_EXERCISE BRIEF:_
In the records below, begin at the line that has "the config blob." and stop after the line that has "pub fn descriptor_for(&self, image: &str)"; quote those lines verbatim and nothing more.

_SOURCE DATA:_
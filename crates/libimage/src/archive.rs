//! Read-only views into image archives: just enough of `manifest.json`
//! (docker-archive) and `index.json` (oci-archive) to name the images they
//! hold.
use std::fs::File;
use std::io::{self, Read};
use std::path::{Path, PathBuf};

use oci_spec::image::{Descriptor, ImageIndex, ImageManifest};
use serde::Deserialize;
use sha2::{Digest, Sha256};

use crate::name::DockerReference;
use crate::reference::{ArchiveSource, ImageReference};

pub const ANNOTATION_REF_NAME: &str = "org.opencontainers.image.ref.name";
const DOCKER_MANIFEST: &str = "manifest.json";
const OCI_INDEX: &str = "index.json";

#[derive(Debug, thiserror::Error)]
pub enum ArchiveError {
    #[error("failed to read archive {path}")]
    Io {
        path: PathBuf,
        #[source]
        source: io::Error,
    },
    #[error("{entry} not found in archive {path}")]
    MissingEntry { path: PathBuf, entry: String },
    #[error("invalid {entry} in archive {path}")]
    InvalidJson {
        path: PathBuf,
        entry: String,
        #[source]
        source: serde_json::Error,
    },
    #[error("archive {path} contains no images")]
    Empty { path: PathBuf },
    #[error("archive {path} contains {count} images, a specific image must be selected")]
    Ambiguous { path: PathBuf, count: usize },
    #[error("tag {tag} not found in archive {path}")]
    TagNotFound { path: PathBuf, tag: String },
    #[error("invalid source index @{index}, only {count} manifest items available")]
    IndexOutOfRange { index: usize, count: usize },
    #[error("no descriptor found for reference {image:?} in {path}")]
    DescriptorNotFound { path: PathBuf, image: String },
    #[error("invalid digest {0:?}")]
    InvalidDigest(String),
}

type Result<T> = std::result::Result<T, ArchiveError>;

/// Returns the hex part of an `algorithm:hex` digest.
pub fn digest_hex(digest: &str) -> Result<&str> {
    match digest.split_once(':') {
        Some((algorithm, hex))
            if !algorithm.is_empty()
                && !hex.is_empty()
                && hex.chars().all(|c| c.is_ascii_hexdigit()) =>
        {
            Ok(hex)
        }
        _ => Err(ArchiveError::InvalidDigest(digest.to_owned())),
    }
}

fn read_entry(archive: &Path, name: &str) -> Result<Option<Vec<u8>>> {
    let wrap = |source: io::Error| ArchiveError::Io {
        path: archive.to_owned(),
        source,
    };

    let file = File::open(archive).map_err(wrap)?;
    let mut tar = tar::Archive::new(file);
    let wanted = Path::new(name);
    for entry in tar.entries().map_err(wrap)? {
        let mut entry = entry.map_err(wrap)?;
        let path = entry.path().map_err(wrap)?.into_owned();
        let path = path.strip_prefix(".").unwrap_or(&path);
        if path == wanted {
            let mut content = Vec::new();
            entry.read_to_end(&mut content).map_err(wrap)?;
            return Ok(Some(content));
        }
    }

    Ok(None)
}

fn read_json<T: serde::de::DeserializeOwned>(archive: &Path, name: &str) -> Result<T> {
    let content = read_entry(archive, name)?.ok_or_else(|| ArchiveError::MissingEntry {
        path: archive.to_owned(),
        entry: name.to_owned(),
    })?;

    serde_json::from_slice(&content).map_err(|source| ArchiveError::InvalidJson {
        path: archive.to_owned(),
        entry: name.to_owned(),
        source,
    })
}

#[derive(Debug, Clone, Deserialize)]
#[serde(rename_all = "PascalCase")]
struct ManifestItem {
    config: String,
    #[serde(default)]
    repo_tags: Option<Vec<String>>,
}

impl ManifestItem {
    fn tags(&self) -> &[String] {
        self.repo_tags.as_deref().unwrap_or_default()
    }
}

/// An open docker-archive. Archives that are not regular files (a pipe on
/// stdin, for instance) are buffered into a temporary file that lives until
/// [`DockerArchiveReader::close`].
#[derive(Debug)]
pub struct DockerArchiveReader {
    path: PathBuf,
    manifest: Vec<ManifestItem>,
    buffered: Option<tempfile::TempPath>,
}

impl DockerArchiveReader {
    pub fn open(path: &Path) -> Result<Self> {
        let wrap = |source: io::Error| ArchiveError::Io {
            path: path.to_owned(),
            source,
        };

        let metadata = std::fs::metadata(path).map_err(wrap)?;
        let (archive_path, buffered) = if metadata.is_file() {
            (path.to_owned(), None)
        } else {
            let mut source = File::open(path).map_err(wrap)?;
            let mut temp = tempfile::NamedTempFile::new().map_err(wrap)?;
            io::copy(&mut source, &mut temp).map_err(wrap)?;
            let temp = temp.into_temp_path();
            tracing::debug!(source = ?path, buffer = ?temp, "buffered docker-archive");
            (temp.to_path_buf(), Some(temp))
        };

        let manifest: Vec<ManifestItem> = read_json(&archive_path, DOCKER_MANIFEST)?;
        Ok(Self {
            path: archive_path,
            manifest,
            buffered,
        })
    }

    pub fn path(&self) -> &Path {
        &self.path
    }

    pub fn image_count(&self) -> usize {
        self.manifest.len()
    }

    /// A reference to `source` inside this open archive.
    pub fn reference_for(&self, source: Option<ArchiveSource>) -> ImageReference {
        ImageReference::DockerArchive {
            path: self.path.clone(),
            source,
        }
    }

    /// Finds the manifest item `source` refers to, along with the index of
    /// the matching tag when a tag was asked for.
    fn choose_manifest_item(
        &self,
        source: Option<&ArchiveSource>,
    ) -> Result<(&ManifestItem, Option<usize>)> {
        match source {
            Some(ArchiveSource::Named(wanted)) => {
                for item in &self.manifest {
                    for (index, tag) in item.tags().iter().enumerate() {
                        let matches = DockerReference::parse_normalized(tag)
                            .map(|parsed| parsed.with_default_tag() == *wanted)
                            .unwrap_or(false);
                        if matches {
                            return Ok((item, Some(index)));
                        }
                    }
                }
                Err(ArchiveError::TagNotFound {
                    path: self.path.clone(),
                    tag: wanted.to_string(),
                })
            }
            Some(ArchiveSource::Index(index)) => self
                .manifest
                .get(*index)
                .map(|item| (item, None))
                .ok_or(ArchiveError::IndexOutOfRange {
                    index: *index,
                    count: self.manifest.len(),
                }),
            None => match self.manifest.as_slice() {
                [item] => Ok((item, None)),
                [] => Err(ArchiveError::Empty {
                    path: self.path.clone(),
                }),
                items => Err(ArchiveError::Ambiguous {
                    path: self.path.clone(),
                    count: items.len(),
                }),
            },
        }
    }

    /// Tags recorded for the image `source` selects. A named source yields
    /// only the tag it matched.
    pub fn manifest_tags_for(&self, source: Option<&ArchiveSource>) -> Result<Vec<String>> {
        let (item, tag_index) = self.choose_manifest_item(source)?;
        Ok(match tag_index {
            Some(index) => vec![item.tags()[index].clone()],
            None => item.tags().to_vec(),
        })
    }

    /// Digest of the image config, computed over the config blob.
    pub fn config_digest(&self, source: Option<&ArchiveSource>) -> Result<String> {
        let (item, _) = self.choose_manifest_item(source)?;
        let config = read_entry(&self.path, &item.config)?.ok_or_else(|| {
            ArchiveError::MissingEntry {
                path: self.path.clone(),
                entry: item.config.clone(),
            }
        })?;

        Ok(format!("sha256:{:x}", Sha256::digest(&config)))
    }

    /// Releases the archive, removing any buffered copy.
    pub fn close(self) -> io::Result<()> {
        match self.buffered {
            Some(temp) => temp.close(),
            None => Ok(()),
        }
    }
}

/// An oci-archive: a tarred OCI image layout.
#[derive(Debug)]
pub struct OciArchiveReader {
    path: PathBuf,
    index: ImageIndex,
}

impl OciArchiveReader {
    pub fn open(path: &Path) -> Result<Self> {
        let index: ImageIndex = read_json(path, OCI_INDEX)?;
        Ok(Self {
            path: path.to_owned(),
            index,
        })
    }

    pub fn manifest_count(&self) -> usize {
        self.index.manifests().len()
    }

    /// The manifest descriptor named `image`. An empty name is only valid
    /// when the archive holds exactly one image.
    pub fn descriptor_for(&self, image: &str) -> Result<&Descriptor> {
        let manifests = self.index.manifests();
        if image.is_empty() {
            return match manifests.as_slice() {
                [descriptor] => Ok(descriptor),
                [] => Err(ArchiveError::Empty {
                    path: self.path.clone(),
                }),
                all => Err(ArchiveError::Ambiguous {
                    path: self.path.clone(),
                    count: all.len(),
                }),
            };
        }

        manifests
            .iter()
            .find(|descriptor| ref_name(descriptor) == Some(image))
            .ok_or_else(|| ArchiveError::DescriptorNotFound {
                path: self.path.clone(),
                image: image.to_owned(),
            })
    }

    /// Digest of the image config the manifest behind `descriptor` points
    /// at.
    pub fn config_digest(&self, descriptor: &Descriptor) -> Result<String> {
        let digest = descriptor.digest().to_string();
        let (algorithm, _) = digest
            .split_once(':')
            .ok_or_else(|| ArchiveError::InvalidDigest(digest.clone()))?;
        let blob = format!("blobs/{algorithm}/{}", digest_hex(&digest)?);
        let manifest: ImageManifest = read_json(&self.path, &blob)?;

        Ok(manifest.config().digest().to_string())
    }
}

/// The `org.opencontainers.image.ref.name` annotation of a descriptor.
pub fn ref_name(descriptor: &Descriptor) -> Option<&str> {
    descriptor
        .annotations()
        .as_ref()
        .and_then(|annotations| annotations.get(ANNOTATION_REF_NAME))
        .map(String::as_str)
        .filter(|name| !name.is_empty())
}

_RESPONSE TO THIS TASK:_
    /// Digest of the image config, computed over the config blob.
    pub fn config_digest(&self, source: Option<&ArchiveSource>) -> Result<String> {
        let (item, _) = self.choose_manifest_item(source)?;
        let config = read_entry(&self.path, &item.config)?.ok_or_else(|| {
            ArchiveError::MissingEntry {
                path: self.path.clone(),
                entry: item.config.clone(),
            }
        })?;

        Ok(format!("sha256:{:x}", Sha256::digest(&config)))
    }

    /// Releases the archive, removing any buffered copy.
    pub fn close(self) -> io::Result<()> {
        match self.buffered {
            Some(temp) => temp.close(),
            None => Ok(()),
        }
    }
}

/// An oci-archive: a tarred OCI image layout.
#[derive(Debug)]
pub struct OciArchiveReader {
    path: PathBuf,
    index: ImageIndex,
}

impl OciArchiveReader {
    pub fn open(path: &Path) -> Result<Self> {
        let index: ImageIndex = read_json(path, OCI_INDEX)?;
        Ok(Self {
            path: path.to_owned(),
            index,
        })
    }

    pub fn manifest_count(&self) -> usize {
        self.index.manifests().len()
    }

    /// The manifest descriptor named `image`. An empty name is only valid
    /// when the archive holds exactly one image.
    pub fn descriptor_for(&self, image: &str) -> Result<&Descriptor> {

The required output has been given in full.